## ABOUT THIS TASK
Here are the records. Print them all exactly.

SUPPLIED DATA START

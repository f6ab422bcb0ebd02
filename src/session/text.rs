use scraper::{ElementRef, Node};

// Elements that start and end a rendered line.
const BLOCK_TAGS: &[&str] = &[
    "address", "article", "aside", "blockquote", "dd", "div", "dl", "dt", "figcaption", "footer",
    "form", "h1", "h2", "h3", "h4", "h5", "h6", "header", "hr", "li", "main", "nav", "ol", "p",
    "pre", "section", "table", "tbody", "td", "tfoot", "th", "thead", "tr", "ul",
];

const HIDDEN_TAGS: &[&str] = &["head", "noscript", "script", "style", "template"];

/// Render an element's text roughly the way a browser's `innerText` does:
/// block boundaries and `<br>` become newlines, ASCII whitespace collapses,
/// non-breaking spaces survive as plain spaces.
pub fn inner_text(el: ElementRef<'_>) -> String {
    let mut lines: Vec<String> = vec![String::new()];
    walk(el, &mut lines);
    lines
        .iter()
        .map(|l| collapse_ascii_ws(l).replace('\u{a0}', " "))
        .map(|l| l.trim_matches(' ').to_string())
        .filter(|l| !l.is_empty())
        .collect::<Vec<_>>()
        .join("\n")
}

fn walk(el: ElementRef<'_>, lines: &mut Vec<String>) {
    for child in el.children() {
        match child.value() {
            Node::Text(t) => {
                if let Some(last) = lines.last_mut() { last.push_str(t); }
            }
            Node::Element(e) => {
                let name = e.name();
                if name == "br" { break_line(lines); continue; }
                if HIDDEN_TAGS.contains(&name) { continue; }
                let block = BLOCK_TAGS.contains(&name);
                if block { break_line(lines); }
                if let Some(child_el) = ElementRef::wrap(child) { walk(child_el, lines); }
                if block { break_line(lines); }
            }
            _ => {}
        }
    }
}

fn break_line(lines: &mut Vec<String>) {
    lines.push(String::new());
}

fn collapse_ascii_ws(s: &str) -> String {
    let mut out = String::with_capacity(s.len());
    let mut in_ws = false;
    for ch in s.chars() {
        if ch.is_ascii_whitespace() {
            if !in_ws { out.push(' '); in_ws = true; }
        } else {
            out.push(ch);
            in_ws = false;
        }
    }
    out
}

#[cfg(test)]
mod tests {
    use super::*;
    use scraper::{Html, Selector};

    fn render(html: &str, sel: &str) -> String {
        let doc = Html::parse_document(html);
        let sel = Selector::parse(sel).unwrap();
        inner_text(doc.select(&sel).next().unwrap())
    }

    #[test]
    fn breaks_on_br_and_blocks() {
        let got = render(
            "<div id='x'>Ver. 1.1.10<br>Latest Date:&nbsp; 03/04/2022<p>Download</p></div>",
            "#x",
        );
        assert_eq!(got, "Ver. 1.1.10\nLatest Date:  03/04/2022\nDownload");
    }

    #[test]
    fn collapses_source_whitespace_and_skips_scripts() {
        let got = render(
            "<span id='x'>  Archer\n    C7 <script>var a = 1;</script><b>v5</b>  </span>",
            "#x",
        );
        assert_eq!(got, "Archer C7 v5");
    }
}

SUPPLIED DATA END

## ANSWER TO THIS PROBLEM
repository f6ab422bcb0ebd02
filename src/session/text.rs
use scraper::{ElementRef, Node};

// Elements that start and end a rendered line.
const BLOCK_TAGS: &[&str] = &[
    "address", "article", "aside", "blockquote", "dd", "div", "dl", "dt", "figcaption", "footer",
    "form", "h1", "h2", "h3", "h4", "h5", "h6", "header", "hr", "li", "main", "nav", "ol", "p",
    "pre", "section", "table", "tbody", "td", "tfoot", "th", "thead", "tr", "ul",
];

const HIDDEN_TAGS: &[&str] = &["head", "noscript", "script", "style", "template"];

/// Render an element's text roughly the way a browser's `innerText` does:
/// block boundaries and `<br>` become newlines, ASCII whitespace collapses,
/// non-breaking spaces survive as plain spaces.
pub fn inner_text(el: ElementRef<'_>) -> String {
    let mut lines: Vec<String> = vec![String::new()];
    walk(el, &mut lines);
    lines
        .iter()
        .map(|l| collapse_ascii_ws(l).replace('\u{a0}', " "))
        .map(|l| l.trim_matches(' ').to_string())
        .filter(|l| !l.is_empty())
        .collect::<Vec<_>>()
        .join("\n")
}

fn walk(el: ElementRef<'_>, lines: &mut Vec<String>) {
    for child in el.children() {
        match child.value() {
            Node::Text(t) => {
                if let Some(last) = lines.last_mut() { last.push_str(t); }
            }
            Node::Element(e) => {
                let name = e.name();
                if name == "br" { break_line(lines); continue; }
                if HIDDEN_TAGS.contains(&name) { continue; }
                let block = BLOCK_TAGS.contains(&name);
                if block { break_line(lines); }
                if let Some(child_el) = ElementRef::wrap(child) { walk(child_el, lines); }
                if block { break_line(lines); }
            }
            _ => {}
        }
    }
}

fn break_line(lines: &mut Vec<String>) {
    lines.push(String::new());
}

fn collapse_ascii_ws(s: &str) -> String {
    let mut out = String::with_capacity(s.len());
    let mut in_ws = false;
    for ch in s.chars() {
        if ch.is_ascii_whitespace() {
            if !in_ws { out.push(' '); in_ws = true; }
        } else {
            out.push(ch);
            in_ws = false;
        }
    }
    out
}

#[cfg(test)]
mod tests {
    use super::*;
    use scraper::{Html, Selector};

    fn render(html: &str, sel: &str) -> String {
        let doc = Html::parse_document(html);
        let sel = Selector::parse(sel).unwrap();
        inner_text(doc.select(&sel).next().unwrap())
    }

    #[test]
    fn breaks_on_br_and_blocks() {
        let got = render(
            "<div id='x'>Ver. 1.1.10<br>Latest Date:&nbsp; 03/04/2022<p>Download</p></div>",
            "#x",
        );
        assert_eq!(got, "Ver. 1.1.10\nLatest Date:  03/04/2022\nDownload");
    }

    #[test]
    fn collapses_source_whitespace_and_skips_scripts() {
        let got = render(
            "<span id='x'>  Archer\n    C7 <script>var a = 1;</script><b>v5</b>  </span>",
            "#x",
        );
        assert_eq!(got, "Archer C7 v5");
    }
}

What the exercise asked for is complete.